Another stand-out area for concern is the youth aspect; NVE groups have been known to deliberately target young people, particularly those who are vulnerable or experiencing personal issues. This is the same demographic from which many extremist actors are drawn. While less regulated apps like Telegram continue to host youth communities, there is less opportunity to intervene. In the absence of enforceable international regulation – given its susceptibility to political reversal or user displacement across platforms – a wider societal change is required to address the factors driving interest and participation in extremism. Over-securitising youth as a response can also push to increasingly secretive and subversive behaviours; social infrastructure, mental health affordances and community-driven care are likely to be more effective and less negatively received in spaces where teenagers post edgy content and express distaste for societal institutions. In the near term, platforms can focus on reducing the circulation of manifestos through cross-platform flagging, potentially even identifying manifesto-style language as it is uploaded, based on content that often emulates known examples, while longer-term prevention depends on broader social support.

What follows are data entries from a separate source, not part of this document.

impl DataStreamMarshaller for ShutdownInfoMarshaller {
    fn data_structure_type(&self) -> u8 {
        types::SHUTDOWN_INFO
    }

    fn create_command(&self) -> Command {
        Command::ShutdownInfo(ShutdownInfo::default())
    }

    fn tight_marshal1(
        &self,
        _ctx: &MarshalContext,
        cmd: &Command,
        bs: &mut BooleanStream,
    ) -> Result<usize> {
        match cmd {
            Command::ShutdownInfo(c) => Ok(tight_base1(c.response_required, bs)),
            other => Err(type_mismatch("ShutdownInfo", other)),
        }
    }

    fn tight_marshal2(
        &self,
        _ctx: &MarshalContext,
        cmd: &Command,
        out: &mut dyn DataOutput,
        bs: &mut BooleanStream,
    ) -> Result<()> {
        match cmd {
            Command::ShutdownInfo(c) => tight_base2(c.command_id, out, bs),
            other => Err(type_mismatch("ShutdownInfo", other)),
        }
    }

    fn tight_unmarshal(
        &self,
        _ctx: &MarshalContext,
        input: &mut dyn DataInput,
        bs: &mut BooleanStream,
    ) -> Result<Command> {
        let (command_id, response_required) = tight_base_unmarshal(input, bs)?;
        Ok(Command::ShutdownInfo(ShutdownInfo {
            command_id,
            response_required,
        }))
    }

    fn loose_marshal(
        &self,
        _ctx: &MarshalContext,
        cmd: &Command,
        out: &mut dyn DataOutput,
    ) -> Result<()> {
        match cmd {
            Command::ShutdownInfo(c) => loose_base(c.command_id, c.response_required, out),
            other => Err(type_mismatch("ShutdownInfo", other)),
        }
    }

    fn loose_unmarshal(&self, _ctx: &MarshalContext, input: &mut dyn DataInput) -> Result<Command> {
        let (command_id, response_required) = loose_base_unmarshal(input)?;
        Ok(Command::ShutdownInfo(ShutdownInfo {
            command_id,
            response_required,
        }))
    }
}

/// Marshaller for [`RemoveInfo`].
#[derive(Debug, Default)]
pub struct RemoveInfoMarshaller;

impl RemoveInfoMarshaller {
    fn get(cmd: &Command) -> Result<&RemoveInfo> {
        match cmd {
            Command::RemoveInfo(c) => Ok(c),
            other => Err(type_mismatch("RemoveInfo", other)),
        }
    }
}

impl DataStreamMarshaller for RemoveInfoMarshaller {
    fn data_structure_type(&self) -> u8 {
        types::REMOVE_INFO
    }

    fn create_command(&self) -> Command {
        Command::RemoveInfo(RemoveInfo::new(DataStructure::ConnectionId(
            Default::default(),
        )))
    }

    fn tight_marshal1(
        &self,
        ctx: &MarshalContext,
        cmd: &Command,
        bs: &mut BooleanStream,
    ) -> Result<usize> {
        let info = Self::get(cmd)?;
        let mut size = tight_base1(info.response_required, bs);
        size += tight_marshal_nested1(Some(&info.object_id), bs)?;
        if ctx.version >= 5 {
            size += tight_marshal_long1(info.last_delivered_sequence_id, bs);
        }
        Ok(size)
    }

    fn tight_marshal2(
        &self,
        ctx: &MarshalContext,
        cmd: &Command,
        out: &mut dyn DataOutput,
        bs: &mut BooleanStream,
    ) -> Result<()> {
        let info = Self::get(cmd)?;
        tight_base2(info.command_id, out, bs)?;
        tight_marshal_nested2(Some(&info.object_id), out, bs)?;
        if ctx.version >= 5 {
            tight_marshal_long2(info.last_delivered_sequence_id, out, bs)?;
        }
        Ok(())
    }

    fn tight_unmarshal(
        &self,
        ctx: &MarshalContext,
        input: &mut dyn DataInput,
        bs: &mut BooleanStream,
    ) -> Result<Command> {
        let (command_id, response_required) = tight_base_unmarshal(input, bs)?;
        let object_id = tight_unmarshal_nested(input, bs)?
            .unwrap_or(DataStructure::ConnectionId(Default::default()));
        let last_delivered_sequence_id = if ctx.version >= 5 {
            tight_unmarshal_long(input, bs)?
        } else {
            0
        };
        Ok(Command::RemoveInfo(RemoveInfo {
            command_id,
            response_required,
            object_id,
            last_delivered_sequence_id,
        }))
    }

    fn loose_marshal(
        &self,
        ctx: &MarshalContext,
        cmd: &Command,
        out: &mut dyn DataOutput,
    ) -> Result<()> {
        let info = Self::get(cmd)?;
        loose_base(info.command_id, info.response_required, out)?;
        loose_marshal_nested(Some(&info.object_id), out)?;
        if ctx.version >= 5 {
            loose_marshal_long(info.last_delivered_sequence_id, out)?;
        }
        Ok(())
    }

    fn loose_unmarshal(&self, ctx: &MarshalContext, input: &mut dyn DataInput) -> Result<Command> {
        let (command_id, response_required) = loose_base_unmarshal(input)?;
        let object_id = loose_unmarshal_nested(input)?
            .unwrap_or(DataStructure::ConnectionId(Default::default()));
        let last_delivered_sequence_id = if ctx.version >= 5 {
            loose_unmarshal_long(input)?
        } else {
            0
        };
        Ok(Command::RemoveInfo(RemoveInfo {
            command_id,
            response_required,
            object_id,
            last_delivered_sequence_id,
        }))
    }
}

The attacker’s activities highlight the significance of small, community-based chats as spaces where personal interests can function as outlets for ideological expression and the rehearsal of violent fantasies, without necessarily making intent explicit. Moving forward, this case provides insights into pre-attack activities and into the expression of ideological beliefs in digital chats, as seen in the digital footprints of prior attackers. Understanding the escalation signs of extremist behaviour in minors who engage with extremist-inspired gaming content but have not yet triggered monitoring for violent behaviours is a crucial step. P/CVE practitioners will need awareness of the entire digital ecosystem to make useful interventions, including knowledge of the social spaces where vulnerable individuals spend time and the signs and symbols associated with such threats.

Harrison Pates is a PhD student in the Department of War Studies at King’s College London. His research explores the contemporary far-right and their use of historical narratives for ideological purposes, generally on social media & elsewhere online. Harrison is also Project Manager at the Repository of Extremist Aligned Documents (READ), a special project of the Centre for Statecraft and National Security (CSNS).